Locate each line below that includes "Whether" and reproduce it.

-- The data follows --

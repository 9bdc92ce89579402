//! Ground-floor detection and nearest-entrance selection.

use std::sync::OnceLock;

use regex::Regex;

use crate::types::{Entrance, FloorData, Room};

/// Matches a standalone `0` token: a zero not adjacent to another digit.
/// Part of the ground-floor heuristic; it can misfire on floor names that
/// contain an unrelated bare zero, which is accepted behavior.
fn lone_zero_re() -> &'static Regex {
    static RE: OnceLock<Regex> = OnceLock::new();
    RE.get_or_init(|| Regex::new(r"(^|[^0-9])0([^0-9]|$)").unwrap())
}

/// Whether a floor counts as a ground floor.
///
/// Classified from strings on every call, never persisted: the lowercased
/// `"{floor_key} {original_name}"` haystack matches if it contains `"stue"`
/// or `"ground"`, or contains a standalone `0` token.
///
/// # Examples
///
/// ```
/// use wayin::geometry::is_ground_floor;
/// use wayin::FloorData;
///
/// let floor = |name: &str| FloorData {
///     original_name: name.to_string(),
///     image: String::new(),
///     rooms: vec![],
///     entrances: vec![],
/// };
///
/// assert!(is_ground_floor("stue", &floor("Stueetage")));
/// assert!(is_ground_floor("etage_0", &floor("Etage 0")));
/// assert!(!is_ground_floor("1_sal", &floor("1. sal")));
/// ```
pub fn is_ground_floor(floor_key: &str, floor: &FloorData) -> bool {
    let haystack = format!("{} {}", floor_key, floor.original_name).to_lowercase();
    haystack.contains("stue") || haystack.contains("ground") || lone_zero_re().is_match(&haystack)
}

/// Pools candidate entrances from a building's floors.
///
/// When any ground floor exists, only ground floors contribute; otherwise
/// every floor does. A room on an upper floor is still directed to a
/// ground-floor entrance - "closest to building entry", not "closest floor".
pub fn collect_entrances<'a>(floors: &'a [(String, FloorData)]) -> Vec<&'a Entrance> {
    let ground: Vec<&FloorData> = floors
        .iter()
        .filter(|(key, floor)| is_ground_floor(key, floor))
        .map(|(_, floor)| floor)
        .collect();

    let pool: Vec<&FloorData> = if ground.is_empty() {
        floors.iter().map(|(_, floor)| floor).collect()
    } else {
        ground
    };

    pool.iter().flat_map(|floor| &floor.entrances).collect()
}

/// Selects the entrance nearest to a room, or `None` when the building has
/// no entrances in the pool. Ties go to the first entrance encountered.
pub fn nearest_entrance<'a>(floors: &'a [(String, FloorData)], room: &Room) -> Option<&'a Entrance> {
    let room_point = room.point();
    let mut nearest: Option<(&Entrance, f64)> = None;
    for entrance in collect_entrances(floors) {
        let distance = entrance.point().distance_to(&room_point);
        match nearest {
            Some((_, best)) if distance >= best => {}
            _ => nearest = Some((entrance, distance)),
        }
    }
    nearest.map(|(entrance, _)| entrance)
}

-- The data concluded --
-- The data follows --

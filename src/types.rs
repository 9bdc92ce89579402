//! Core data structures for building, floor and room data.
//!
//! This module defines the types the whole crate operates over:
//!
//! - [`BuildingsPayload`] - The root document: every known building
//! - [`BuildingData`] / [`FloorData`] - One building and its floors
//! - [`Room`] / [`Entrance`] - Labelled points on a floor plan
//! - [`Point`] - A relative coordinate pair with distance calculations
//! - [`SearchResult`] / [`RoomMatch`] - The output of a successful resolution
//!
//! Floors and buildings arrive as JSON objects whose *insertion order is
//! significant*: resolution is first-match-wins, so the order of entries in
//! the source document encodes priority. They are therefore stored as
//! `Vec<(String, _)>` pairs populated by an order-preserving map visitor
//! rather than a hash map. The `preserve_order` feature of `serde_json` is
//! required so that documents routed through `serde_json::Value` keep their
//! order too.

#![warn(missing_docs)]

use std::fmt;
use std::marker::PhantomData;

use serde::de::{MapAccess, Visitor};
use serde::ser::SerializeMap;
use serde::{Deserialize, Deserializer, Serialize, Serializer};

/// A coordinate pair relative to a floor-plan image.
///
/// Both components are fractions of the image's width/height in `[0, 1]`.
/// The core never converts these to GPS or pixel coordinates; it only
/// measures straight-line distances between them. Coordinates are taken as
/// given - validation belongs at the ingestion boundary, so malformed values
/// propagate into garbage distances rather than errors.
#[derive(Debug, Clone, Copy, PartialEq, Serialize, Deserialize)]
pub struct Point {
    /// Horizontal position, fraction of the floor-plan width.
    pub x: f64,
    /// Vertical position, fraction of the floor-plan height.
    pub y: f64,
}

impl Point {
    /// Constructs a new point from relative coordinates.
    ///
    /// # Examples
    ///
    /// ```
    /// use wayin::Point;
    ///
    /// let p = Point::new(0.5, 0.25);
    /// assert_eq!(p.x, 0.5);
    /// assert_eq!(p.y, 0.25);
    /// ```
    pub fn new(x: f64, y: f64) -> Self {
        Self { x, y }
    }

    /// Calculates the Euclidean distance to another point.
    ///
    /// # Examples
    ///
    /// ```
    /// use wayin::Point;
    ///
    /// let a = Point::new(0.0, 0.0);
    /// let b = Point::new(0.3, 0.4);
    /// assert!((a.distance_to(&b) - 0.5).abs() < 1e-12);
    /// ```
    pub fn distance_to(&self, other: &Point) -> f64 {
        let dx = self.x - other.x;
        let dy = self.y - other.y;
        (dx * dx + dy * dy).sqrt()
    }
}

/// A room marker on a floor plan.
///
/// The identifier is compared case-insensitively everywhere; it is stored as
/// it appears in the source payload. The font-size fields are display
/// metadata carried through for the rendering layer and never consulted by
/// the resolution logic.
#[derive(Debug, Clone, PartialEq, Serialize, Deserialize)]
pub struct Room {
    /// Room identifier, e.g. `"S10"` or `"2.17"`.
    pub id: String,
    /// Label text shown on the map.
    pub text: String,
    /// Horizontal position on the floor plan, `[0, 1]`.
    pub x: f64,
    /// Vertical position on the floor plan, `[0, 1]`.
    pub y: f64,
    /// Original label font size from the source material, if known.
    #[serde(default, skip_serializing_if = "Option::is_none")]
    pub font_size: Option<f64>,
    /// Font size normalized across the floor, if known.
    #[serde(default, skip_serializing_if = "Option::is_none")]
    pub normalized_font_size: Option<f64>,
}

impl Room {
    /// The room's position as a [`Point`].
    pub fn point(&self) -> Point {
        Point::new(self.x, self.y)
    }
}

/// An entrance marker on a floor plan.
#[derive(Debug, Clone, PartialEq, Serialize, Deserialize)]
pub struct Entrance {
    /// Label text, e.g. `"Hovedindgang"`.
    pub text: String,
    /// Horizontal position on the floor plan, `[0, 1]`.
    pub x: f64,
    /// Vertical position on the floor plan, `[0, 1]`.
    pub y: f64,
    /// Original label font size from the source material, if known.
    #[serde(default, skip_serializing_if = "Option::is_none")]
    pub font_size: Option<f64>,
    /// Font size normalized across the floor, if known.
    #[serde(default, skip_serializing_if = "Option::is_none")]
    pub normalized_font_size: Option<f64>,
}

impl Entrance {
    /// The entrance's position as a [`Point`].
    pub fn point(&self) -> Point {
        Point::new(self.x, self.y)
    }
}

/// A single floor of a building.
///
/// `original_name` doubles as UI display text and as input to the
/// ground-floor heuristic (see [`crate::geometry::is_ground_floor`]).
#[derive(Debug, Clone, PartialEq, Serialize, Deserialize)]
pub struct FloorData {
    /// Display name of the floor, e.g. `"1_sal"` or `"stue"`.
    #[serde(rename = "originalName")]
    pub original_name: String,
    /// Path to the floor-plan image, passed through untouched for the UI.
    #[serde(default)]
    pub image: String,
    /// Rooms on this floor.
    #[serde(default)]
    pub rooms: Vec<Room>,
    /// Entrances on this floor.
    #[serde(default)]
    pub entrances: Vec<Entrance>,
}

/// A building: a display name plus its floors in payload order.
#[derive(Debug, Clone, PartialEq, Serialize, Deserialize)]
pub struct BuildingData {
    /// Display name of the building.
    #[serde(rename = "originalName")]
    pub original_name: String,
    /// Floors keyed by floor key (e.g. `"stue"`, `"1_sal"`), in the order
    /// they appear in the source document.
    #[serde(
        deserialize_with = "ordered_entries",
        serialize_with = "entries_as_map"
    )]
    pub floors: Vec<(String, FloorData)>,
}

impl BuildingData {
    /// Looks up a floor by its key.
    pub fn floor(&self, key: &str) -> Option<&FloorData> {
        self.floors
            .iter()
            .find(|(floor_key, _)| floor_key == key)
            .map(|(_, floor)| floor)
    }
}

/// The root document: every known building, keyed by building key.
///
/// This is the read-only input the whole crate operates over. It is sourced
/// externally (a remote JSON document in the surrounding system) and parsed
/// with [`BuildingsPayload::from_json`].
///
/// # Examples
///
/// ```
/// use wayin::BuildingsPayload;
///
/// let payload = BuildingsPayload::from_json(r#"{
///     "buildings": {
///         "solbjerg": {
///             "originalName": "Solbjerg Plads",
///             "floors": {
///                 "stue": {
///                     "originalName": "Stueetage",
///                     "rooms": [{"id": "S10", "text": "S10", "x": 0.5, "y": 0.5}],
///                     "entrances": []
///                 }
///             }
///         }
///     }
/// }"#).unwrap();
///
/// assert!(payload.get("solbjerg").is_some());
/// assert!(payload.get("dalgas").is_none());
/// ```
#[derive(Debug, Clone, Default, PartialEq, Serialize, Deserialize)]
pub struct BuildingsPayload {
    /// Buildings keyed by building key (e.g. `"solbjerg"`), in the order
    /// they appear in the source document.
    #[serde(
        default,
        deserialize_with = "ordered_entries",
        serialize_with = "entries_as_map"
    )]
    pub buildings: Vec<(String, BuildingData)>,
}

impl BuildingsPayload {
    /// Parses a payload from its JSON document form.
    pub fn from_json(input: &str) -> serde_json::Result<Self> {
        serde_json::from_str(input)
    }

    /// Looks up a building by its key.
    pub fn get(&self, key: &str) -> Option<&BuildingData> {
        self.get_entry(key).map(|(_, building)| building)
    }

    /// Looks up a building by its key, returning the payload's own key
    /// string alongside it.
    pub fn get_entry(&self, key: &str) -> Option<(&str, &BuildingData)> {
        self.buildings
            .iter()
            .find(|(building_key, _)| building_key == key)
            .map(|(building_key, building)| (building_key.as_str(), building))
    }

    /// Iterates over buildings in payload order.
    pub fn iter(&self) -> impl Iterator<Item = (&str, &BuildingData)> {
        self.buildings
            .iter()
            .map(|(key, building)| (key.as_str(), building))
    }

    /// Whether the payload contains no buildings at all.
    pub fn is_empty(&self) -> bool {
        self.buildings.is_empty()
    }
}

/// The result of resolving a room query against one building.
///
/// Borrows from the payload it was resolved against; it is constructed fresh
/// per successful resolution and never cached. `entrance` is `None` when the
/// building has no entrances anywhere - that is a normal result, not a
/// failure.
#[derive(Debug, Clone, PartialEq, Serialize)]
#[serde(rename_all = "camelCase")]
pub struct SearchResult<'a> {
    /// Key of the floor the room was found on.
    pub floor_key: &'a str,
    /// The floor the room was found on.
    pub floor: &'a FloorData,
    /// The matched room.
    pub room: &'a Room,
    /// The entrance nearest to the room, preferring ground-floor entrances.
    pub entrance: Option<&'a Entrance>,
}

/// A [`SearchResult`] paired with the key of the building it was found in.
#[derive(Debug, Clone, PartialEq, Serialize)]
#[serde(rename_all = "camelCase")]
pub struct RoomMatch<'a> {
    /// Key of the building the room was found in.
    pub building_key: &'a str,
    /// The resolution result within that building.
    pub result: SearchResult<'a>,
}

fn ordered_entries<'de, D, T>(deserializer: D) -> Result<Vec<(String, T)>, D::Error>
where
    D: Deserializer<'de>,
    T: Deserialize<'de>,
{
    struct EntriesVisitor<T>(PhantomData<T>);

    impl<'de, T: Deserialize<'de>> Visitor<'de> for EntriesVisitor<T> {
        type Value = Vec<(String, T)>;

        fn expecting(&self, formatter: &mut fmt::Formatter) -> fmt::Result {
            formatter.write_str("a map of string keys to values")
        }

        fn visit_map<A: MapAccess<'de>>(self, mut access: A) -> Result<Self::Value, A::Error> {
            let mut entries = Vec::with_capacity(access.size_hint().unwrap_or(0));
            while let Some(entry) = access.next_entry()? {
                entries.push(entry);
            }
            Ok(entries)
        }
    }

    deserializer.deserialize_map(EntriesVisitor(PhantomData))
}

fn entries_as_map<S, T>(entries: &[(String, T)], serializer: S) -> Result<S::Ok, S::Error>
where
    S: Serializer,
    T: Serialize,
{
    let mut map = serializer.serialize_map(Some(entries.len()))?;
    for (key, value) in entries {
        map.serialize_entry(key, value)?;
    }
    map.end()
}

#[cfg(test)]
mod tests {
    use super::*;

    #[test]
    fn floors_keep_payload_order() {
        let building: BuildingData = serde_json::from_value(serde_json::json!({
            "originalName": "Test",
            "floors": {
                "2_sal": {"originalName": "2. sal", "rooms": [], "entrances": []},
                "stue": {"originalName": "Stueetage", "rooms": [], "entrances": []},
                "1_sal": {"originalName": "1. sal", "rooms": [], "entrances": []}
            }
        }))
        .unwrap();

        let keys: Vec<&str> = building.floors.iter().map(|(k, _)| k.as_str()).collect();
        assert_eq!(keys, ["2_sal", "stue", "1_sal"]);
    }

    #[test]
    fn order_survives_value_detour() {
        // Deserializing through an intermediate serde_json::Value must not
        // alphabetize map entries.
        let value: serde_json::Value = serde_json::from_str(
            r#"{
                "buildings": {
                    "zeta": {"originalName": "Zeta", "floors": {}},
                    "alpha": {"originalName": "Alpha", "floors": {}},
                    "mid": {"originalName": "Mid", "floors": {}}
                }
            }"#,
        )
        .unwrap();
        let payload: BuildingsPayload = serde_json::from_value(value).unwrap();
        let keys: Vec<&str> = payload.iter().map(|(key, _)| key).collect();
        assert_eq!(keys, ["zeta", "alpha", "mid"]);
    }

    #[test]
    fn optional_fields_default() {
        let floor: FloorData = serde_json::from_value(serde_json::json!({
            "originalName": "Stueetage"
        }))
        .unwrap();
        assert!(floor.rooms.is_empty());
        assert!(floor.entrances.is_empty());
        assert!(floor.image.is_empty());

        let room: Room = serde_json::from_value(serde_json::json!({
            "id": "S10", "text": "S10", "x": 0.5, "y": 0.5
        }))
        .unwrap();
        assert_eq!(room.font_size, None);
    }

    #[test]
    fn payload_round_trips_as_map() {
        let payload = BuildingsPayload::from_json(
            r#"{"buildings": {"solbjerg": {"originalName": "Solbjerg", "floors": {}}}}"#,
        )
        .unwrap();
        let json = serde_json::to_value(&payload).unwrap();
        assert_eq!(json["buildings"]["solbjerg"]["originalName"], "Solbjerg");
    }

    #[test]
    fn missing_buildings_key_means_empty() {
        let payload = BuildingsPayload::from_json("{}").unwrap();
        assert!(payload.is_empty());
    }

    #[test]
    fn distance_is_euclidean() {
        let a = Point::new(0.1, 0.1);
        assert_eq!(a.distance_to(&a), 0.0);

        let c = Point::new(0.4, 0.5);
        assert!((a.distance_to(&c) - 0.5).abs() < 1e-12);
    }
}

-- The data concluded --

→ **Response**:
/// Whether a floor counts as a ground floor.
    /// Whether the payload contains no buildings at all.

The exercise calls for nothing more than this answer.